** Opening Provided material block **
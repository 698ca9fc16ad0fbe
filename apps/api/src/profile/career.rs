//! Career trajectory — one point per calendar year with the highest career
//! level held that year. Feeds the career chart on the front end.

use std::collections::BTreeMap;

use serde::{Deserialize, Serialize};

use crate::profile::models::ProfileData;

pub const LEVEL_LABELS: [&str; 6] = ["Education", "Intern", "Engineer", "Senior", "Lead", "Director"];

/// Level assigned to positions whose label is not recognised.
const DEFAULT_LEVEL: u8 = 2;

#[derive(Debug, Clone, PartialEq, Serialize, Deserialize)]
pub struct CareerPoint {
    pub year: i32,
    pub level: u8,
    pub label: String,
    pub organization: String,
    pub role: String,
}

pub fn level_rank(label: &str) -> u8 {
    LEVEL_LABELS
        .iter()
        .position(|l| l.eq_ignore_ascii_case(label.trim()))
        .map(|i| i as u8)
        .unwrap_or(DEFAULT_LEVEL)
}

/// Builds the trajectory. Ongoing positions run through `current_year`.
///
/// Education contributes first (level 0), then positions oldest-first; a
/// later contributor replaces a year only with a strictly higher level.
pub fn career_trajectory(data: &ProfileData, current_year: i32) -> Vec<CareerPoint> {
    let mut by_year: BTreeMap<i32, CareerPoint> = BTreeMap::new();

    let mut offer = |year: i32, level: u8, organization: &str, role: &str| {
        let replace = by_year.get(&year).map_or(true, |p| p.level < level);
        if replace {
            by_year.insert(
                year,
                CareerPoint {
                    year,
                    level,
                    label: LEVEL_LABELS[level as usize].to_string(),
                    organization: organization.to_string(),
                    role: role.to_string(),
                },
            );
        }
    };

    for edu in &data.experience.education {
        let Some(start) = leading_year(&edu.start_date) else {
            continue;
        };
        let end = edu
            .end_date
            .as_deref()
            .and_then(leading_year)
            .unwrap_or(current_year);
        for year in start..=end {
            offer(year, 0, &edu.institution, &edu.degree);
        }
    }

    // Source order is most-recent-first.
    for pos in data.experience.positions.iter().rev() {
        let Some(start) = leading_year(&pos.start_date) else {
            continue;
        };
        let end = if pos.is_ongoing() {
            current_year
        } else {
            pos.end_date
                .as_deref()
                .and_then(leading_year)
                .unwrap_or(current_year)
        };
        let level = level_rank(&pos.level);
        for year in start..=end {
            offer(year, level, &pos.company, &pos.role);
        }
    }

    by_year.into_values().collect()
}

/// Parses the `YYYY` prefix of dates such as `2021`, `2021-03` or `2021-03-01`.
fn leading_year(date: &str) -> Option<i32> {
    date.trim().split('-').next()?.parse().ok()
}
** Closing Provided material block **
■ **Exercise directions**: All of the material should be written out again exactly.

■ **Result for this exercise**:
repository 698ca9fc16ad0fbe
filename apps/api/src/profile/career.rs
//! Career trajectory — one point per calendar year with the highest career
//! level held that year. Feeds the career chart on the front end.

use std::collections::BTreeMap;

use serde::{Deserialize, Serialize};

use crate::profile::models::ProfileData;

pub const LEVEL_LABELS: [&str; 6] = ["Education", "Intern", "Engineer", "Senior", "Lead", "Director"];

/// Level assigned to positions whose label is not recognised.
const DEFAULT_LEVEL: u8 = 2;

#[derive(Debug, Clone, PartialEq, Serialize, Deserialize)]
pub struct CareerPoint {
    pub year: i32,
    pub level: u8,
    pub label: String,
    pub organization: String,
    pub role: String,
}

pub fn level_rank(label: &str) -> u8 {
    LEVEL_LABELS
        .iter()
        .position(|l| l.eq_ignore_ascii_case(label.trim()))
        .map(|i| i as u8)
        .unwrap_or(DEFAULT_LEVEL)
}

/// Builds the trajectory. Ongoing positions run through `current_year`.
///
/// Education contributes first (level 0), then positions oldest-first; a
/// later contributor replaces a year only with a strictly higher level.
pub fn career_trajectory(data: &ProfileData, current_year: i32) -> Vec<CareerPoint> {
    let mut by_year: BTreeMap<i32, CareerPoint> = BTreeMap::new();

    let mut offer = |year: i32, level: u8, organization: &str, role: &str| {
        let replace = by_year.get(&year).map_or(true, |p| p.level < level);
        if replace {
            by_year.insert(
                year,
                CareerPoint {
                    year,
                    level,
                    label: LEVEL_LABELS[level as usize].to_string(),
                    organization: organization.to_string(),
                    role: role.to_string(),
                },
            );
        }
    };

    for edu in &data.experience.education {
        let Some(start) = leading_year(&edu.start_date) else {
            continue;
        };
        let end = edu
            .end_date
            .as_deref()
            .and_then(leading_year)
            .unwrap_or(current_year);
        for year in start..=end {
            offer(year, 0, &edu.institution, &edu.degree);
        }
    }

    // Source order is most-recent-first.
    for pos in data.experience.positions.iter().rev() {
        let Some(start) = leading_year(&pos.start_date) else {
            continue;
        };
        let end = if pos.is_ongoing() {
            current_year
        } else {
            pos.end_date
                .as_deref()
                .and_then(leading_year)
                .unwrap_or(current_year)
        };
        let level = level_rank(&pos.level);
        for year in start..=end {
            offer(year, level, &pos.company, &pos.role);
        }
    }

    by_year.into_values().collect()
}

/// Parses the `YYYY` prefix of dates such as `2021`, `2021-03` or `2021-03-01`.
fn leading_year(date: &str) -> Option<i32> {
    date.trim().split('-').next()?.parse().ok()
}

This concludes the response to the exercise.